Each line of the listing below that includes "Debug" should be reported.

┌────────

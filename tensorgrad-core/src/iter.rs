//! N-dimensional cursors.
//!
//! Every kernel walks its operands through a [`StridedIndex`] instead of a
//! nest of loops, so a kernel is written once regardless of whether the
//! tensor is contiguous or a transposed view, and regardless of which axis
//! should vary fastest.
//!
//! The loop nest is described by an `order` where `order[axis]` is the
//! position of `axis` in the nest. The axis at position `rank - 1` varies
//! fastest. The identity order is plain row-major iteration.

use crate::{Error, Layout, Result, Shape};

#[derive(Debug, Clone, Copy, PartialEq, Eq)]
enum CursorState {
    Active,
    Exhausted,
}

/// Odometer over the multi-indices of a [`Layout`], yielding flat offsets.
#[derive(Debug, Clone)]
pub struct StridedIndex {
    shape: Shape,
    /// `order[axis]` is the position of `axis` in the loop nest.
    order: Vec<usize>,
    /// Extents and strides indexed by position.
    dims: Vec<usize>,
    strides: Vec<usize>,
    /// Current index, by position.
    pos: Vec<usize>,
    state: CursorState,
}

impl StridedIndex {
    /// Walk `layout` in the given order starting at `start` (in axis order).
    pub fn new(layout: &Layout, order: Option<&[usize]>, start: &[usize]) -> Result<Self> {
        let rank = layout.rank();
        let order = match order {
            Some(order) => {
                let mut seen = vec![false; rank];
                if order.len() != rank
                    || order
                        .iter()
                        .any(|&p| p >= rank || std::mem::replace(&mut seen[p], true))
                {
                    crate::bail!("iteration order {order:?} is not a permutation of 0..{rank}");
                }
                order.to_vec()
            }
            None => (0..rank).collect(),
        };
        // Validates `start` against the extents.
        layout.flat_index(start)?;

        let mut dims = vec![0; rank];
        let mut strides = vec![0; rank];
        let mut pos = vec![0; rank];
        for axis in 0..rank {
            dims[order[axis]] = layout.dims()[axis];
            strides[order[axis]] = layout.strides()[axis];
            pos[order[axis]] = start[axis];
        }
        let state = if layout.elem_count() == 0 {
            CursorState::Exhausted
        } else {
            CursorState::Active
        };
        Ok(Self {
            shape: layout.shape().clone(),
            order,
            dims,
            strides,
            pos,
            state,
        })
    }

    /// Row-major walk from the first element.
    pub fn from_layout(layout: &Layout) -> Self {
        let rank = layout.rank();
        let state = if layout.elem_count() == 0 {
            CursorState::Exhausted
        } else {
            CursorState::Active
        };
        Self {
            shape: layout.shape().clone(),
            order: (0..rank).collect(),
            dims: layout.dims().to_vec(),
            strides: layout.strides().to_vec(),
            pos: vec![0; rank],
            state,
        }
    }

    pub fn is_exhausted(&self) -> bool {
        self.state == CursorState::Exhausted
    }

    fn offset(&self) -> usize {
        self.pos
            .iter()
            .zip(&self.strides)
            .map(|(p, stride)| p * stride)
            .sum()
    }

    /// The current multi-index, in axis order.
    pub fn curr(&self) -> Vec<usize> {
        self.order.iter().map(|&p| self.pos[p]).collect()
    }

    /// Jump to `index` (in axis order). Re-arms an exhausted cursor.
    pub fn set_curr(&mut self, index: &[usize]) -> Result<()> {
        if index.len() != self.pos.len() || index.iter().zip(self.shape.dims()).any(|(i, d)| i >= d)
        {
            return Err(Error::out_of_bounds(index, &self.shape));
        }
        for (axis, &i) in index.iter().enumerate() {
            self.pos[self.order[axis]] = i;
        }
        self.state = CursorState::Active;
        Ok(())
    }

    /// Flat offset of the current element, then advance.
    pub fn next_offset(&mut self) -> Result<usize> {
        if self.is_exhausted() {
            return Err(Error::out_of_bounds(&self.curr(), &self.shape));
        }
        let offset = self.offset();
        for p in (0..self.pos.len()).rev() {
            if self.pos[p] + 1 < self.dims[p] {
                self.pos[p] += 1;
                return Ok(offset);
            }
            self.pos[p] = 0;
        }
        // Carried out of the outermost position.
        self.state = CursorState::Exhausted;
        Ok(offset)
    }

    /// Flat offset of the current element, then step back.
    pub fn back_offset(&mut self) -> Result<usize> {
        if self.is_exhausted() {
            return Err(Error::out_of_bounds(&self.curr(), &self.shape));
        }
        let offset = self.offset();
        for p in (0..self.pos.len()).rev() {
            if self.pos[p] > 0 {
                self.pos[p] -= 1;
                return Ok(offset);
            }
            self.pos[p] = self.dims[p] - 1;
        }
        self.state = CursorState::Exhausted;
        Ok(offset)
    }
}

impl Iterator for StridedIndex {
    type Item = usize;

    fn next(&mut self) -> Option<usize> {
        self.next_offset().ok()
    }
}

/// Read cursor over a tensor buffer.
pub struct Cursor<'a, T> {
    data: &'a [T],
    index: StridedIndex,
}

impl<'a, T> Cursor<'a, T> {
    pub(crate) fn new(data: &'a [T], index: StridedIndex) -> Self {
        Self { data, index }
    }

    fn at(&self, offset: usize) -> Result<&'a T> {
        self.data
            .get(offset)
            .ok_or_else(|| Error::out_of_bounds(&self.index.curr(), &self.index.shape))
    }

    /// The current element, then advance.
    #[allow(clippy::should_implement_trait)]
    pub fn next(&mut self) -> Result<&'a T> {
        let offset = self.index.next_offset()?;
        self.at(offset)
    }

    /// The current element, then step back.
    pub fn back(&mut self) -> Result<&'a T> {
        let offset = self.index.back_offset()?;
        self.at(offset)
    }

    pub fn curr(&self) -> Vec<usize> {
        self.index.curr()
    }

    pub fn set_curr(&mut self, index: &[usize]) -> Result<()> {
        self.index.set_curr(index)
    }

    pub fn is_exhausted(&self) -> bool {
        self.index.is_exhausted()
    }
}

/// Write cursor over a tensor buffer.
pub struct CursorMut<'a, T> {
    data: &'a mut [T],
    index: StridedIndex,
}

impl<'a, T> CursorMut<'a, T> {
    pub(crate) fn new(data: &'a mut [T], index: StridedIndex) -> Self {
        Self { data, index }
    }

    fn at(&mut self, offset: usize) -> Result<&mut T> {
        let curr = self.index.curr();
        let shape = &self.index.shape;
        self.data
            .get_mut(offset)
            .ok_or_else(|| Error::out_of_bounds(&curr, shape))
    }

    /// The current element, then advance.
    #[allow(clippy::should_implement_trait)]
    pub fn next(&mut self) -> Result<&mut T> {
        let offset = self.index.next_offset()?;
        self.at(offset)
    }

    /// The current element, then step back.
    pub fn back(&mut self) -> Result<&mut T> {
        let offset = self.index.back_offset()?;
        self.at(offset)
    }

    pub fn curr(&self) -> Vec<usize> {
        self.index.curr()
    }

    pub fn set_curr(&mut self, index: &[usize]) -> Result<()> {
        self.index.set_curr(index)
    }

    pub fn is_exhausted(&self) -> bool {
        self.index.is_exhausted()
    }
}

#[cfg(test)]
mod tests {
    use super::*;

    fn walk(mut index: StridedIndex) -> Vec<usize> {
        let mut out = Vec::new();
        while !index.is_exhausted() {
            out.push(index.next_offset().unwrap());
        }
        out
    }

    #[test]
    fn row_major_walk() {
        let layout = Layout::contiguous((2, 3));
        assert_eq!(walk(StridedIndex::from_layout(&layout)), vec![0, 1, 2, 3, 4, 5]);
    }

    #[test]
    fn transposed_walk_follows_strides() {
        let layout = Layout::contiguous((2, 3)).transposed().unwrap();
        assert_eq!(walk(StridedIndex::from_layout(&layout)), vec![0, 3, 1, 4, 2, 5]);
    }

    #[test]
    fn order_makes_first_axis_fastest() {
        let layout = Layout::contiguous((2, 3));
        // Axis 0 sits at position 1 (innermost), axis 1 at position 0.
        let index = StridedIndex::new(&layout, Some(&[1, 0]), &[0, 0]).unwrap();
        assert_eq!(walk(index), vec![0, 3, 1, 4, 2, 5]);
    }

    #[test]
    fn starts_mid_tensor() {
        let layout = Layout::contiguous((2, 3));
        let mut index = StridedIndex::new(&layout, None, &[1, 1]).unwrap();
        assert_eq!(index.curr(), vec![1, 1]);
        assert_eq!(walk(index.clone()), vec![4, 5]);
        assert_eq!(index.next_offset().unwrap(), 4);
        assert_eq!(index.curr(), vec![1, 2]);
    }

    #[test]
    fn next_past_end_fails() {
        let layout = Layout::contiguous(2usize);
        let mut index = StridedIndex::from_layout(&layout);
        index.next_offset().unwrap();
        index.next_offset().unwrap();
        assert!(matches!(index.next_offset(), Err(Error::OutOfBounds { .. })));
    }

    #[test]
    fn back_mirrors_next() {
        let layout = Layout::contiguous((2, 2));
        let mut index = StridedIndex::new(&layout, None, &[1, 1]).unwrap();
        let offsets: Vec<_> = (0..4).map(|_| index.back_offset().unwrap()).collect();
        assert_eq!(offsets, vec![3, 2, 1, 0]);
        assert!(index.is_exhausted());
        assert!(index.back_offset().is_err());
    }

    #[test]
    fn set_curr_rearms() {
        let layout = Layout::contiguous((2, 2));
        let mut index = StridedIndex::from_layout(&layout);
        assert_eq!(walk(index.clone()).len(), 4);
        while !index.is_exhausted() {
            index.next_offset().unwrap();
        }
        index.set_curr(&[1, 0]).unwrap();
        assert_eq!(index.next_offset().unwrap(), 2);
        assert!(index.set_curr(&[0, 2]).is_err());
    }

    #[test]
    fn rejects_bad_order_and_start() {
        let layout = Layout::contiguous((2, 2));
        assert!(StridedIndex::new(&layout, Some(&[0, 0]), &[0, 0]).is_err());
        assert!(StridedIndex::new(&layout, Some(&[0]), &[0, 0]).is_err());
        assert!(matches!(
            StridedIndex::new(&layout, None, &[0, 2]),
            Err(Error::OutOfBounds { .. })
        ));
    }

    #[test]
    fn cursor_mut_writes_in_logical_order() {
        let layout = Layout::contiguous((2, 2)).transposed().unwrap();
        let mut data = vec![0; 4];
        let mut cursor = CursorMut::new(&mut data, StridedIndex::from_layout(&layout));
        for v in 1..=4 {
            *cursor.next().unwrap() = v;
        }
        assert!(cursor.is_exhausted());
        assert_eq!(data, vec![1, 3, 2, 4]);
    }

    #[test]
    fn cursor_back_walks_transposed_view() {
        let layout = Layout::contiguous((2, 3)).transposed().unwrap();
        let data = [1, 2, 3, 4, 5, 6];
        let mut cursor = Cursor::new(&data, StridedIndex::from_layout(&layout));
        cursor.set_curr(&[2, 1]).unwrap();
        let seen: Vec<i32> = (0..6).map(|_| *cursor.back().unwrap()).collect();
        assert_eq!(seen, vec![6, 3, 5, 2, 4, 1]);
        assert!(cursor.is_exhausted());
        assert!(cursor.back().is_err());

        cursor.set_curr(&[1, 0]).unwrap();
        assert_eq!(*cursor.next().unwrap(), 2);
        assert_eq!(cursor.curr(), vec![1, 1]);
    }

    #[test]
    fn cursor_mut_back_writes_in_reverse() {
        let layout = Layout::contiguous((2, 2)).transposed().unwrap();
        let mut data = vec![0; 4];
        let mut cursor = CursorMut::new(&mut data, StridedIndex::from_layout(&layout));
        cursor.set_curr(&[1, 1]).unwrap();
        for v in 1..=4 {
            *cursor.back().unwrap() = v;
        }
        assert!(cursor.is_exhausted());
        assert_eq!(data, vec![4, 2, 3, 1]);
    }

    #[test]
    fn iterator_impl_yields_offsets() {
        let layout = Layout::contiguous((3, 1));
        let offsets: Vec<usize> = StridedIndex::from_layout(&layout).collect();
        assert_eq!(offsets, vec![0, 1, 2]);
    }
}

└────────

* [SOLUTION]
#[derive(Debug, Clone, Copy, PartialEq, Eq)]
#[derive(Debug, Clone)]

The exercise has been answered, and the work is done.